Her new exhibition at Gallery Funaki is called ‘Natural Selection‘ and has been inspired by time spent in the deserts of South Australia. It is a departure from silver and other metals into using natural materials, informed by her study of the Aboriginal and Pacific artefact collections in storage at the South Australian Museum.
All of the images below were kindly provided by the staff at Gallery Funaki. The photographer is Grant Hancock.
image: Grant Hancock
The above photograph was the main one used in the exhibition media. The top brooch is the most beautiful piece in the show in my opinion, and I particularly like that it shows the metal-working that Julie is celebrated for. This brooch has also been reviewed here.
image: Grant Hancock
The above image shows some of the brooches from this exhibition.
While I was visiting Gallery Funaki another visitor asked the staff member about the work, and when informed that it was in response to some time spent in the desert he replied that ‘it has that feel about it’. The quandong nuts do have a wrinkled water-deprived appearance and the muted colours of some of the pieces look parched by the sun.
I have to admit though that my reading of the artist statement was that the materials were primary: however all of the natural materials here were painted, which seemed to me to distance them from their raw state.

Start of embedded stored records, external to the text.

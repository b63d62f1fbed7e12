//! Unified application error model and mapping helpers.
//! A single enum is shared by the authorization engine, the query engine and
//! the HTTP boundary, with a helper mapping each kind to a response status.

use serde::{Deserialize, Serialize};
use std::fmt::{Display, Formatter};

#[derive(Debug, Clone, Serialize, Deserialize)]
#[serde(tag = "type", rename_all = "snake_case")]
pub enum AppError {
    /// Malformed request body or query parameter.
    UserInput { code: String, message: String },
    /// Record id not present in the store. Distinct from other store errors.
    NotFound { code: String, message: String },
    /// Credential maps to no configured group granting the required
    /// entitlement.
    Unauthorized { code: String, message: String },
    /// The remote membership check could not complete: network failure or a
    /// status other than 200/401. Fatal to the current authorization attempt.
    Authority { code: String, message: String },
    /// The index set or a required key could not be retrieved.
    Store { code: String, message: String },
    Internal { code: String, message: String },
}

impl AppError {
    pub fn code_str(&self) -> &str {
        match self {
            AppError::UserInput { code, .. }
            | AppError::NotFound { code, .. }
            | AppError::Unauthorized { code, .. }
            | AppError::Authority { code, .. }
            | AppError::Store { code, .. }
            | AppError::Internal { code, .. } => code.as_str(),
        }
    }

    pub fn message(&self) -> &str {
        match self {
            AppError::UserInput { message, .. }
            | AppError::NotFound { message, .. }
            | AppError::Unauthorized { message, .. }
            | AppError::Authority { message, .. }
            | AppError::Store { message, .. }
            | AppError::Internal { message, .. } => message.as_str(),
        }
    }

    pub fn user<C: Into<String>, M: Into<String>>(code: C, msg: M) -> Self {
        AppError::UserInput { code: code.into(), message: msg.into() }
    }
    pub fn not_found<C: Into<String>, M: Into<String>>(code: C, msg: M) -> Self {
        AppError::NotFound { code: code.into(), message: msg.into() }
    }
    pub fn unauthorized<C: Into<String>, M: Into<String>>(code: C, msg: M) -> Self {
        AppError::Unauthorized { code: code.into(), message: msg.into() }
    }
    pub fn authority<C: Into<String>, M: Into<String>>(code: C, msg: M) -> Self {
        AppError::Authority { code: code.into(), message: msg.into() }
    }
    pub fn store<C: Into<String>, M: Into<String>>(code: C, msg: M) -> Self {
        AppError::Store { code: code.into(), message: msg.into() }
    }
    pub fn internal<C: Into<String>, M: Into<String>>(code: C, msg: M) -> Self {
        AppError::Internal { code: code.into(), message: msg.into() }
    }

    /// Map to HTTP status code. Authority transport failures surface to the
    /// caller as an authorization failure; the full detail is logged
    /// server-side where the error is raised.
    pub fn http_status(&self) -> u16 {
        match self {
            AppError::UserInput { .. } => 400,
            AppError::NotFound { .. } => 404,
            AppError::Unauthorized { .. } => 401,
            AppError::Authority { .. } => 401,
            AppError::Store { .. } => 503,
            AppError::Internal { .. } => 500,
        }
    }
}

impl Display for AppError {
    fn fmt(&self, f: &mut Formatter<'_>) -> std::fmt::Result {
        write!(f, "{}: {}", self.code_str(), self.message())
    }
}

impl std::error::Error for AppError {}

pub type AppResult<T> = Result<T, AppError>;

impl From<anyhow::Error> for AppError {
    fn from(err: anyhow::Error) -> Self {
        AppError::Internal { code: "internal".into(), message: err.to_string() }
    }
}

#[cfg(test)]
mod tests {
    use super::*;

    #[test]
    fn http_status_mapping() {
        assert_eq!(AppError::user("bad_input", "oops").http_status(), 400);
        assert_eq!(AppError::not_found("not_found", "missing").http_status(), 404);
        assert_eq!(AppError::unauthorized("unauthorized", "no").http_status(), 401);
        assert_eq!(AppError::authority("authority_unreachable", "down").http_status(), 401);
        assert_eq!(AppError::store("store_failure", "io").http_status(), 503);
        assert_eq!(AppError::internal("internal", "panic").http_status(), 500);
    }

    #[test]
    fn display_carries_code_and_message() {
        let e = AppError::not_found("not_found", "key 'abc' not present");
        assert_eq!(e.to_string(), "not_found: key 'abc' not present");
    }
}
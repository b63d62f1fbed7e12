pub mod auth;
pub mod catalog;
pub mod config;
pub mod error;
pub mod query;
pub mod server;
pub mod store;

Perhaps the painting was inspired by the painting of the indigenous ornaments during the research stage, and that without knowing this reference I cannot make that connection. The wood painted black initially deceived me, for they were so perfectly smooth that I actually thought it was plastic until seeing them in context and reading the works list. I was also mistaken in first thinking that some of the smaller cut wood segments were metal tubes (chenier), for they seemed so straight and uniform.

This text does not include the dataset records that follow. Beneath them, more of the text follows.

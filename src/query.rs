//!
//! Image query engine
//! ------------------
//! A query names at most one field of the record and a regex to match it
//! against. Execution is a full scan: every key in the index set is fetched,
//! deserialized and tested. The catalog is assumed small enough that O(n)
//! store calls per query is acceptable.
//!
//! A record that fails to fetch or deserialize is logged and skipped; one
//! corrupt entry must never fail the whole scan. Only failing to read the
//! index set itself aborts the query.

use regex::Regex;
use serde::{Deserialize, Serialize};
use tracing::{debug, error, info};

use crate::catalog::{BuildEntry, ImageQueryResults};
use crate::error::{AppError, AppResult};
use crate::store::RecordStore;

#[derive(Debug, Clone, Default, Serialize, Deserialize)]
#[serde(default)]
pub struct ImageQuerySub {
    #[serde(rename = "StringMatch")]
    pub string_match: String,
}

/// One sub-query per queryable field. Unset fields deserialize to empty and
/// are ignored; exactly one populated field is evaluated per query.
#[derive(Debug, Clone, Default, Serialize, Deserialize)]
#[serde(rename_all = "PascalCase", default)]
pub struct ImageQuery {
    pub version: ImageQuerySub,
    #[serde(rename = "BaseOS")]
    pub base_os: ImageQuerySub,
    pub build_notes: ImageQuerySub,
    pub release_notes: ImageQuerySub,
}

#[derive(Debug, Clone, Copy, PartialEq, Eq)]
enum Selector {
    Version,
    BaseOs,
    ReleaseNotes,
    BuildNotes,
}

impl ImageQuery {
    pub fn parse(body: &[u8]) -> AppResult<Self> {
        serde_json::from_slice(body)
            .map_err(|e| AppError::user("malformed_query", format!("could not parse query body: {e}")))
    }

    /// Resolve the single active field selector. Precedence is fixed:
    /// Version, then BaseOS, then ReleaseNotes, then BuildNotes; the first
    /// populated match expression wins regardless of the others.
    fn selector(&self) -> Option<(Selector, &str)> {
        if !self.version.string_match.is_empty() {
            Some((Selector::Version, &self.version.string_match))
        } else if !self.base_os.string_match.is_empty() {
            Some((Selector::BaseOs, &self.base_os.string_match))
        } else if !self.release_notes.string_match.is_empty() {
            Some((Selector::ReleaseNotes, &self.release_notes.string_match))
        } else if !self.build_notes.string_match.is_empty() {
            Some((Selector::BuildNotes, &self.build_notes.string_match))
        } else {
            None
        }
    }

    /// Derive the text the regex runs against. Scalar fields compare
    /// directly; the notes payloads are re-serialized to their canonical
    /// JSON form first.
    fn field_text(entry: &BuildEntry, selector: Selector) -> AppResult<String> {
        match selector {
            Selector::Version => Ok(entry.version.clone()),
            Selector::BaseOs => Ok(entry.base_os.clone()),
            Selector::ReleaseNotes => serde_json::to_string(&entry.release_notes)
                .map_err(|e| AppError::internal("serialize_failure", e.to_string())),
            Selector::BuildNotes => serde_json::to_string(&entry.build_notes)
                .map_err(|e| AppError::internal("serialize_failure", e.to_string())),
        }
    }

    /// Scan the catalog and accumulate every record whose selected field
    /// matches. Result order follows the index set's iteration order and is
    /// not guaranteed stable across store implementations.
    pub async fn execute(
        &self,
        store: &dyn RecordStore,
        index_set: &str,
    ) -> AppResult<ImageQueryResults> {
        let mut out = ImageQueryResults::default();
        let Some((selector, expression)) = self.selector() else {
            info!("no query fields populated, returning empty result set");
            return Ok(out);
        };
        // An unparseable expression fails the whole request up front rather
        // than failing once per scanned record.
        let re = Regex::new(expression).map_err(|e| {
            AppError::user(
                "malformed_query",
                format!("invalid match expression '{expression}': {e}"),
            )
        })?;

        debug!(?selector, expression, "executing query");
        let keys = store.members(index_set).await?;
        debug!(index_set, keys = keys.len(), "fetched index set");

        for key in &keys {
            let raw = match store.get(key).await {
                Ok(v) => v,
                Err(e) => {
                    error!(key = %key, error = %e, "failed to retrieve record during scan, skipping");
                    continue;
                }
            };
            let entry: BuildEntry = match serde_json::from_str(&raw) {
                Ok(v) => v,
                Err(e) => {
                    error!(key = %key, error = %e, "record failed to deserialize, skipping");
                    continue;
                }
            };
            let text = match Self::field_text(&entry, selector) {
                Ok(t) => t,
                Err(e) => {
                    error!(key = %key, error = %e, "could not derive match text, skipping");
                    continue;
                }
            };
            if re.is_match(&text) {
                out.results.push(entry);
            }
        }
        info!(results = out.results.len(), "query scan complete");
        Ok(out)
    }
}
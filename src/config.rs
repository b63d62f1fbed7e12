//! Process configuration for the catalog service.
//!
//! Settings are read once at startup from a JSON file and then passed by
//! `Arc` into the server and engines. Nothing in here is mutated after load;
//! runtime reconfiguration means constructing a fresh `Settings` and
//! restarting the server with it.

use std::path::Path;

use anyhow::{Context, Result};
use serde::{Deserialize, Serialize};

/// Crate version, reported by the healthcheck endpoint.
pub const VERSION: &str = env!("CARGO_PKG_VERSION");

fn default_anonymous_search() -> bool {
    true
}

fn default_support_contact() -> String {
    "the catalog operators".to_string()
}

/// A named permission grantable through group membership, e.g. "read" or
/// "write".
#[derive(Debug, Clone, Serialize, Deserialize, PartialEq, Eq)]
pub struct Entitlement {
    #[serde(rename = "Type")]
    pub kind: String,
}

/// A group known to the remote authority. Membership is decided remotely;
/// the entitlement list here is what membership grants.
#[derive(Debug, Clone, Serialize, Deserialize)]
#[serde(rename_all = "PascalCase")]
pub struct AuthGroup {
    #[serde(rename = "GroupID")]
    pub group_id: String,
    #[serde(default)]
    pub friendly_name: String,
    #[serde(default)]
    pub entitlements: Vec<Entitlement>,
}

/// Delegated-authorization settings: where the authority lives, which
/// request headers carry the credential and group id, and the ordered list
/// of groups to consult.
#[derive(Debug, Clone, Serialize, Deserialize)]
#[serde(rename_all = "PascalCase")]
pub struct Authentication {
    pub enabled: bool,
    #[serde(rename = "AuthURL")]
    pub auth_url: String,
    pub header_key: String,
    pub header_group: String,
    pub member_check_path: String,
    /// When true, the search endpoint is open to unauthenticated callers.
    /// This is an explicit policy gate, not an accident of deployment.
    #[serde(default = "default_anonymous_search")]
    pub anonymous_search: bool,
    #[serde(default = "default_support_contact")]
    pub support_contact: String,
    #[serde(default)]
    pub groups: Vec<AuthGroup>,
}

#[derive(Debug, Clone, Serialize, Deserialize)]
#[serde(rename_all = "PascalCase")]
pub struct Settings {
    /// host:port of the KeyDB/Redis instance backing the record store.
    pub store_endpoint: String,
    /// Name of the set holding every known image record key.
    pub image_index_set: String,
    pub listen_host: String,
    pub listen_port: String,
    pub authentication: Authentication,
}

impl Settings {
    /// Read and deserialize settings from a JSON file.
    pub fn load<P: AsRef<Path>>(path: P) -> Result<Self> {
        let path = path.as_ref();
        let text = std::fs::read_to_string(path)
            .with_context(|| format!("failed to read config file '{}'", path.display()))?;
        let settings: Settings = serde_json::from_str(&text)
            .with_context(|| format!("failed to parse config file '{}'", path.display()))?;
        Ok(settings)
    }

    pub fn listen_addr(&self) -> String {
        format!("{}:{}", self.listen_host, self.listen_port)
    }

    /// Render the loaded config as one JSON line for startup diagnostics.
    /// The config carries no secrets; credentials only ever arrive per
    /// request and are never persisted here.
    pub fn show(&self) -> String {
        serde_json::to_string(self).unwrap_or_else(|_| "error marshalling configuration".to_string())
    }
}

#[cfg(test)]
mod tests {
    use super::*;

    const SAMPLE: &str = r#"{
        "StoreEndpoint": "localhost:6379",
        "ImageIndexSet": "images_index",
        "ListenHost": "0.0.0.0",
        "ListenPort": "8090",
        "Authentication": {
            "Enabled": true,
            "AuthURL": "https://auth.me.com/v1.0",
            "HeaderKey": "X-Auth-Token",
            "HeaderGroup": "X-Auth-Group",
            "MemberCheckPath": "/validmember",
            "Groups": [
                {
                    "GroupID": "g00919618",
                    "FriendlyName": "image-builders",
                    "Entitlements": [ { "Type": "read" }, { "Type": "write" } ]
                }
            ]
        }
    }"#;

    #[test]
    fn parses_sample_config() {
        let s: Settings = serde_json::from_str(SAMPLE).expect("sample config parses");
        assert_eq!(s.store_endpoint, "localhost:6379");
        assert_eq!(s.listen_addr(), "0.0.0.0:8090");
        assert!(s.authentication.enabled);
        assert_eq!(s.authentication.groups.len(), 1);
        let g = &s.authentication.groups[0];
        assert_eq!(g.group_id, "g00919618");
        assert_eq!(g.entitlements[1].kind, "write");
    }

    #[test]
    fn search_defaults_to_anonymous() {
        let s: Settings = serde_json::from_str(SAMPLE).unwrap();
        assert!(s.authentication.anonymous_search);
        assert_eq!(s.authentication.support_contact, "the catalog operators");
    }

    #[test]
    fn show_round_trips() {
        let s: Settings = serde_json::from_str(SAMPLE).unwrap();
        let rendered = s.show();
        let back: Settings = serde_json::from_str(&rendered).expect("show() output parses");
        assert_eq!(back.image_index_set, "images_index");
    }
}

The show included a collection of necklaces, a selection is shown below (images again by Grant Hancock).
In the most part the necklaces followed a traditional approach of threading items together – here quandong nuts and native wood segments. It may be due to my own ignorance, but the connection between the raw materials and the cotton tape used in a number of the works was unclear to me – perhaps the tape best emulated an indigenous material, perhaps it could be argued that it doesn’t matter and there doesn’t always need to be a connection…
As you can see in the images, there were lots of quandong nuts; after seeing them all employed whole I was desperate to see what they would look like split in half or partially degraded as though by the fire or heat.

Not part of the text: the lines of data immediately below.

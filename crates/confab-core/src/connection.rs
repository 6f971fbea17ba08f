use std::collections::HashMap;
use std::sync::Arc;
use std::time::Duration;

use axum::extract::ws::{CloseFrame, Message, WebSocket};
use futures::{SinkExt, StreamExt};
use tokio::sync::mpsc;
use uuid::Uuid;

use confab_protocol::{msg_type, Envelope, Payload, SendRequest, ServerEvent};

use crate::dispatch::post_message;
use crate::room::Room;

/// Outbound envelope queue depth per client.
const OUT_ENVELOPES: usize = 256;
/// Outbound raw-frame queue depth per client (control events).
const OUT_RAW: usize = 64;

/// Wire dialect of a connection: legacy observers receive bare envelopes,
/// daemons receive `ServerEvent` wrappers and spawn signals.
#[derive(Debug, Clone, Copy, PartialEq, Eq)]
pub enum ClientMode {
    Legacy,
    Daemon,
}

impl ClientMode {
    pub fn from_query(mode: &str) -> Self {
        if mode == "daemon" {
            Self::Daemon
        } else {
            Self::Legacy
        }
    }
}

/// Enqueue-side handle to one connection, held by the room registry.
///
/// Both queues are drained only by the connection's own loop; enqueuing
/// never blocks — a full queue drops the item. A slow consumer catches up
/// through `messages_after`.
#[derive(Clone)]
pub struct ClientHandle {
    id: Uuid,
    sender: Arc<str>,
    mode: ClientMode,
    envelopes: mpsc::Sender<Envelope>,
    raw: mpsc::Sender<String>,
}

impl ClientHandle {
    pub(crate) fn new(
        id: Uuid,
        sender: &str,
        mode: ClientMode,
        envelopes: mpsc::Sender<Envelope>,
        raw: mpsc::Sender<String>,
    ) -> Self {
        Self {
            id,
            sender: sender.into(),
            mode,
            envelopes,
            raw,
        }
    }

    pub fn id(&self) -> Uuid {
        self.id
    }

    pub fn sender(&self) -> &str {
        &self.sender
    }

    pub fn is_daemon(&self) -> bool {
        self.mode == ClientMode::Daemon
    }

    /// Queue an envelope for delivery. Drops when the peer is too slow.
    pub fn send(&self, env: Envelope) {
        if self.envelopes.try_send(env).is_err() {
            tracing::debug!(sender = %self.sender, "envelope queue full, dropping");
        }
    }

    /// Queue a control event for a daemon client. No-op for legacy clients.
    pub fn send_event(&self, event: &ServerEvent) {
        if self.mode != ClientMode::Daemon {
            return;
        }
        let Ok(frame) = serde_json::to_string(event) else {
            return;
        };
        if self.raw.try_send(frame).is_err() {
            tracing::debug!(sender = %self.sender, event = %event.event, "raw queue full, dropping");
        }
    }
}

/// Run one connection's lifecycle: register, announce the join, then a
/// single select loop multiplexing inbound frames, the two outbound queues,
/// the heartbeat ping, and the read-idle deadline. Teardown unregisters the
/// client and flips the participant record to disconnected.
pub async fn run_connection(
    socket: WebSocket,
    room: Arc<Room>,
    sender: String,
    mode: ClientMode,
    role: String,
    heartbeat_interval: Duration,
    idle_timeout: Duration,
) {
    let conn_id = Uuid::new_v4();
    let (env_tx, mut env_rx) = mpsc::channel::<Envelope>(OUT_ENVELOPES);
    let (raw_tx, mut raw_rx) = mpsc::channel::<String>(OUT_RAW);
    let handle = ClientHandle::new(conn_id, &sender, mode, env_tx, raw_tx);

    room.register_client(handle.clone());
    room.track_participant(&sender, &role, Some(handle));
    post_message(
        &room,
        "system",
        msg_type::SYSTEM,
        Payload::text(format!("{sender} joined the room")),
        HashMap::new(),
    );

    tracing::info!(room = room.name(), %sender, ?mode, %role, "client connected");

    let (mut sink, mut stream) = socket.split();
    let mut heartbeat = tokio::time::interval(heartbeat_interval);
    heartbeat.tick().await; // consume immediate first tick
    let mut idle_deadline = tokio::time::Instant::now() + idle_timeout;

    loop {
        tokio::select! {
            msg = stream.next() => {
                match msg {
                    Some(Ok(Message::Text(text))) => {
                        idle_deadline = tokio::time::Instant::now() + idle_timeout;
                        if !handle_inbound(&room, &sender, &text) {
                            break;
                        }
                    }
                    Some(Ok(Message::Ping(data))) => {
                        idle_deadline = tokio::time::Instant::now() + idle_timeout;
                        let _ = sink.send(Message::Pong(data)).await;
                    }
                    Some(Ok(Message::Pong(_))) => {
                        idle_deadline = tokio::time::Instant::now() + idle_timeout;
                    }
                    Some(Ok(Message::Binary(_))) => {
                        idle_deadline = tokio::time::Instant::now() + idle_timeout;
                        tracing::debug!(%sender, "ignoring binary frame");
                    }
                    Some(Ok(Message::Close(_))) | None => break,
                    Some(Err(e)) => {
                        tracing::warn!(room = room.name(), %sender, "ws read error: {e}");
                        break;
                    }
                }
            }
            env = env_rx.recv() => {
                let Some(env) = env else { break };
                let frame = match mode {
                    ClientMode::Daemon => serde_json::to_string(&ServerEvent::message(env)),
                    ClientMode::Legacy => serde_json::to_string(&env),
                };
                let Ok(frame) = frame else { continue };
                if sink.send(Message::Text(frame.into())).await.is_err() {
                    break;
                }
            }
            raw = raw_rx.recv() => {
                let Some(raw) = raw else { break };
                if sink.send(Message::Text(raw.into())).await.is_err() {
                    break;
                }
            }
            _ = heartbeat.tick() => {
                if sink.send(Message::Ping(Vec::new().into())).await.is_err() {
                    break;
                }
            }
            _ = tokio::time::sleep_until(idle_deadline) => {
                tracing::info!(room = room.name(), %sender, "idle timeout");
                let _ = sink
                    .send(Message::Close(Some(CloseFrame {
                        code: 4000,
                        reason: "idle timeout".into(),
                    })))
                    .await;
                break;
            }
        }
    }

    room.unregister_client(conn_id);
    room.untrack_participant(&sender);
    tracing::info!(room = room.name(), %sender, "client disconnected");
}

/// Decode and post one inbound frame. Returns false when the connection
/// must be terminated (decode failure).
fn handle_inbound(room: &Arc<Room>, default_sender: &str, text: &str) -> bool {
    if is_app_ping(text) {
        return true;
    }
    let req: SendRequest = match serde_json::from_str(text) {
        Ok(r) => r,
        Err(e) => {
            tracing::warn!(room = room.name(), sender = default_sender, "invalid send request: {e}");
            return false;
        }
    };
    let sender = if req.sender.is_empty() {
        default_sender
    } else {
        req.sender.as_str()
    };
    let kind = if req.msg_type.is_empty() {
        msg_type::TEXT
    } else {
        req.msg_type.as_str()
    };
    post_message(room, sender, kind, req.payload, req.metadata);
    true
}

/// Application-level keepalive: an object carrying `_ping: true`.
fn is_app_ping(text: &str) -> bool {
    serde_json::from_str::<serde_json::Value>(text)
        .ok()
        .and_then(|v| v.get("_ping").and_then(serde_json::Value::as_bool))
        == Some(true)
}

#[cfg(test)]
mod tests {
    use super::*;

    fn test_handle(mode: ClientMode, env_cap: usize, raw_cap: usize) -> ClientHandle {
        let (env_tx, env_rx) = mpsc::channel(env_cap);
        let (raw_tx, raw_rx) = mpsc::channel(raw_cap);
        std::mem::forget(env_rx);
        std::mem::forget(raw_rx);
        ClientHandle::new(Uuid::new_v4(), "tester", mode, env_tx, raw_tx)
    }

    fn envelope(seq: i64) -> Envelope {
        Envelope {
            id: format!("e{seq}"),
            room: "dev".into(),
            sender: "alice".into(),
            timestamp: chrono::Utc::now(),
            msg_type: msg_type::TEXT.into(),
            payload: Payload::text("x"),
            seq,
            metadata: HashMap::new(),
        }
    }

    #[test]
    fn app_ping_detection() {
        assert!(is_app_ping(r#"{"_ping": true}"#));
        assert!(!is_app_ping(r#"{"_ping": false}"#));
        assert!(!is_app_ping(r#"{"sender": "a"}"#));
        assert!(!is_app_ping("not json"));
    }

    #[tokio::test]
    async fn inbound_normalizes_sender_and_type() {
        let room = Arc::new(Room::new("dev", 10));
        assert!(handle_inbound(&room, "alice", r#"{"payload":{"text":"hi"}}"#));
        let log = room.latest(1);
        assert_eq!(log[0].sender, "alice");
        assert_eq!(log[0].msg_type, "text");
    }

    #[tokio::test]
    async fn inbound_decode_error_terminates() {
        let room = Arc::new(Room::new("dev", 10));
        assert!(!handle_inbound(&room, "alice", "{broken"));
        assert!(room.latest(1).is_empty());
    }

    #[test]
    fn full_queue_drops_without_blocking() {
        let handle = test_handle(ClientMode::Daemon, 2, 1);
        for seq in 0..50 {
            handle.send(envelope(seq));
        }
        handle.send_event(&ServerEvent::message(envelope(0)));
        handle.send_event(&ServerEvent::message(envelope(1)));
        // Reaching here without a hang is the assertion.
    }

    #[test]
    fn legacy_clients_never_receive_events() {
        let (env_tx, _env_rx) = mpsc::channel(4);
        let (raw_tx, mut raw_rx) = mpsc::channel(4);
        let handle = ClientHandle::new(Uuid::new_v4(), "obs", ClientMode::Legacy, env_tx, raw_tx);
        handle.send_event(&ServerEvent::message(envelope(1)));
        assert!(raw_rx.try_recv().is_err());
    }
}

In the end, these thoughts are nothing more than my personal opinion: a view seen through my own eyes and an experience coloured by my unique world-filter. The work stands regardless of my opinion of it; the artist always deserves respect, acknowledgment and admiration. None of what I write is intended as a personal criticism, though I do recognise that as artists we hold our work close to our hearts and can feel wounded when it is not heard as we hear it. My intention is not to criticise but to explore and describe my own view.
Go and see the exhibition for yourself; experience your own feelings about it; it is worth seeing.
‘Natural Selection‘ is at Gallery Funaki until 4th April 2009.